- Task goal
For each line of the material below, give that line again word for word.
[Input — start]
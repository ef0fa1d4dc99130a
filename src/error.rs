//! Error types for the session core.
//!
//! Registry and controller operations are total over stale handles, so the
//! only errors that reach callers are genuine resource exhaustion, backend
//! failures, and persistence problems.

use thiserror::Error;

use crate::session::SessionHandle;

/// Errors raised while creating or driving sessions.
#[derive(Debug, Error)]
pub enum SessionError {
    /// The registry already holds the maximum number of sessions.
    #[error("maximum number of sessions reached ({max})")]
    CapacityExceeded { max: usize },

    /// A handle no longer resolves in the registry.
    #[error("no session with handle {0}")]
    UnknownHandle(SessionHandle),

    /// The process backend could not start the shell.
    #[error("failed to start session process: {0}")]
    BackendSpawnFailure(String),
}

impl SessionError {
    /// Capacity problems are shown as a blocking dialog, everything else as a
    /// transient notice.
    pub fn is_modal(&self) -> bool {
        matches!(self, SessionError::CapacityExceeded { .. })
    }
}

/// Errors raised by the current-session store.
#[derive(Debug, Error)]
pub enum StoreError {
    /// The backing store could not be read or written.
    #[error("session state unavailable: {0}")]
    PersistenceUnavailable(String),
}

impl From<std::io::Error> for StoreError {
    fn from(err: std::io::Error) -> Self {
        StoreError::PersistenceUnavailable(err.to_string())
    }
}

impl From<serde_json::Error> for StoreError {
    fn from(err: serde_json::Error) -> Self {
        StoreError::PersistenceUnavailable(err.to_string())
    }
}
//! Toast and dialog payloads, plus a small expiring queue for hosts that
//! show them inline.

use std::collections::VecDeque;
use std::time::{Duration, Instant};

#[derive(Debug, Clone, Copy, PartialEq, Eq)]
pub enum NoticeKind {
    Info,
    Warning,
    Error,
}

/// A message for the user.
#[derive(Debug, Clone, PartialEq, Eq)]
pub struct Notice {
    pub message: String,
    pub kind: NoticeKind,
    /// Shown as a blocking dialog rather than a toast.
    pub modal: bool,
    /// Shown for the long toast duration.
    pub long: bool,
}

impl Notice {
    pub fn info(message: impl Into<String>) -> Self {
        Self {
            message: message.into(),
            kind: NoticeKind::Info,
            modal: false,
            long: false,
        }
    }

    pub fn error(message: impl Into<String>) -> Self {
        Self {
            message: message.into(),
            kind: NoticeKind::Error,
            modal: false,
            long: true,
        }
    }

    /// Blocking dialog.
    pub fn dialog(message: impl Into<String>) -> Self {
        Self {
            message: message.into(),
            kind: NoticeKind::Warning,
            modal: true,
            long: true,
        }
    }

    /// Use the long toast duration.
    pub fn long(mut self) -> Self {
        self.long = true;
        self
    }

    pub fn duration(&self) -> Duration {
        if self.long {
            Duration::from_millis(3500)
        } else {
            Duration::from_millis(2000)
        }
    }
}

#[derive(Debug, Clone)]
struct Shown {
    notice: Notice,
    created_at: Instant,
}

impl Shown {
    fn is_expired(&self) -> bool {
        !self.notice.modal && self.created_at.elapsed() >= self.notice.duration()
    }
}

/// Notices currently on screen. Modal notices stay until dismissed.
pub struct NoticeQueue {
    queue: VecDeque<Shown>,
    max_visible: usize,
}

impl NoticeQueue {
    pub fn new() -> Self {
        Self {
            queue: VecDeque::new(),
            max_visible: 3,
        }
    }

    pub fn push(&mut self, notice: Notice) {
        self.queue.push_back(Shown {
            notice,
            created_at: Instant::now(),
        });
        while self.queue.len() > self.max_visible {
            self.queue.pop_front();
        }
    }

    /// Drop expired toasts.
    pub fn update(&mut self) {
        self.queue.retain(|s| !s.is_expired());
    }

    /// Dismiss modal notices.
    pub fn dismiss(&mut self) {
        self.queue.retain(|s| !s.notice.modal);
    }

    pub fn has_modal(&self) -> bool {
        self.queue.iter().any(|s| s.notice.modal)
    }

    pub fn visible(&self) -> impl Iterator<Item = &Notice> {
        self.queue.iter().map(|s| &s.notice)
    }

    pub fn is_empty(&self) -> bool {
        self.queue.is_empty()
    }
}

impl Default for NoticeQueue {
    fn default() -> Self {
        Self::new()
    }
}

#[cfg(test)]
mod tests {
    use super::*;

    #[test]
    fn keeps_only_the_newest_notices() {
        let mut queue = NoticeQueue::new();
        for i in 0..5 {
            queue.push(Notice::info(format!("n{i}")));
        }
        let messages: Vec<_> = queue.visible().map(|n| n.message.as_str()).collect();
        assert_eq!(messages, vec!["n2", "n3", "n4"]);
    }

    #[test]
    fn modal_notices_survive_until_dismissed() {
        let mut queue = NoticeQueue::new();
        queue.push(Notice::dialog("full"));
        queue.update();
        assert!(queue.has_modal());

        queue.dismiss();
        assert!(queue.is_empty());
    }
}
[Input — finish]
- Written reply
repository ef0fa1d4dc99130a
filename src/error.rs
//! Error types for the session core.
//!
//! Registry and controller operations are total over stale handles, so the
//! only errors that reach callers are genuine resource exhaustion, backend
//! failures, and persistence problems.

use thiserror::Error;

use crate::session::SessionHandle;

/// Errors raised while creating or driving sessions.
#[derive(Debug, Error)]
pub enum SessionError {
    /// The registry already holds the maximum number of sessions.
    #[error("maximum number of sessions reached ({max})")]
    CapacityExceeded { max: usize },

    /// A handle no longer resolves in the registry.
    #[error("no session with handle {0}")]
    UnknownHandle(SessionHandle),

    /// The process backend could not start the shell.
    #[error("failed to start session process: {0}")]
    BackendSpawnFailure(String),
}

impl SessionError {
    /// Capacity problems are shown as a blocking dialog, everything else as a
    /// transient notice.
    pub fn is_modal(&self) -> bool {
        matches!(self, SessionError::CapacityExceeded { .. })
    }
}

/// Errors raised by the current-session store.
#[derive(Debug, Error)]
pub enum StoreError {
    /// The backing store could not be read or written.
    #[error("session state unavailable: {0}")]
    PersistenceUnavailable(String),
}

impl From<std::io::Error> for StoreError {
    fn from(err: std::io::Error) -> Self {
        StoreError::PersistenceUnavailable(err.to_string())
    }
}

impl From<serde_json::Error> for StoreError {
    fn from(err: serde_json::Error) -> Self {
        StoreError::PersistenceUnavailable(err.to_string())
    }
}
//! Toast and dialog payloads, plus a small expiring queue for hosts that
//! show them inline.

use std::collections::VecDeque;
use std::time::{Duration, Instant};

#[derive(Debug, Clone, Copy, PartialEq, Eq)]
pub enum NoticeKind {
    Info,
    Warning,
    Error,
}

/// A message for the user.
#[derive(Debug, Clone, PartialEq, Eq)]
pub struct Notice {
    pub message: String,
    pub kind: NoticeKind,
    /// Shown as a blocking dialog rather than a toast.
    pub modal: bool,
    /// Shown for the long toast duration.
    pub long: bool,
}

impl Notice {
    pub fn info(message: impl Into<String>) -> Self {
        Self {
            message: message.into(),
            kind: NoticeKind::Info,
            modal: false,
            long: false,
        }
    }

    pub fn error(message: impl Into<String>) -> Self {
        Self {
            message: message.into(),
            kind: NoticeKind::Error,
            modal: false,
            long: true,
        }
    }

    /// Blocking dialog.
    pub fn dialog(message: impl Into<String>) -> Self {
        Self {
            message: message.into(),
            kind: NoticeKind::Warning,
            modal: true,
            long: true,
        }
    }

    /// Use the long toast duration.
    pub fn long(mut self) -> Self {
        self.long = true;
        self
    }

    pub fn duration(&self) -> Duration {
        if self.long {
            Duration::from_millis(3500)
        } else {
            Duration::from_millis(2000)
        }
    }
}

#[derive(Debug, Clone)]
struct Shown {
    notice: Notice,
    created_at: Instant,
}

impl Shown {
    fn is_expired(&self) -> bool {
        !self.notice.modal && self.created_at.elapsed() >= self.notice.duration()
    }
}

/// Notices currently on screen. Modal notices stay until dismissed.
pub struct NoticeQueue {
    queue: VecDeque<Shown>,
    max_visible: usize,
}

impl NoticeQueue {
    pub fn new() -> Self {
        Self {
            queue: VecDeque::new(),
            max_visible: 3,
        }
    }

    pub fn push(&mut self, notice: Notice) {
        self.queue.push_back(Shown {
            notice,
            created_at: Instant::now(),
        });
        while self.queue.len() > self.max_visible {
            self.queue.pop_front();
        }
    }

    /// Drop expired toasts.
    pub fn update(&mut self) {
        self.queue.retain(|s| !s.is_expired());
    }

    /// Dismiss modal notices.
    pub fn dismiss(&mut self) {
        self.queue.retain(|s| !s.notice.modal);
    }

    pub fn has_modal(&self) -> bool {
        self.queue.iter().any(|s| s.notice.modal)
    }

    pub fn visible(&self) -> impl Iterator<Item = &Notice> {
        self.queue.iter().map(|s| &s.notice)
    }

    pub fn is_empty(&self) -> bool {
        self.queue.is_empty()
    }
}

impl Default for NoticeQueue {
    fn default() -> Self {
        Self::new()
    }
}

#[cfg(test)]
mod tests {
    use super::*;

    #[test]
    fn keeps_only_the_newest_notices() {
        let mut queue = NoticeQueue::new();
        for i in 0..5 {
            queue.push(Notice::info(format!("n{i}")));
        }
        let messages: Vec<_> = queue.visible().map(|n| n.message.as_str()).collect();
        assert_eq!(messages, vec!["n2", "n3", "n4"]);
    }

    #[test]
    fn modal_notices_survive_until_dismissed() {
        let mut queue = NoticeQueue::new();
        queue.push(Notice::dialog("full"));
        queue.update();
        assert!(queue.has_modal());

        queue.dismiss();
        assert!(queue.is_empty());
    }
}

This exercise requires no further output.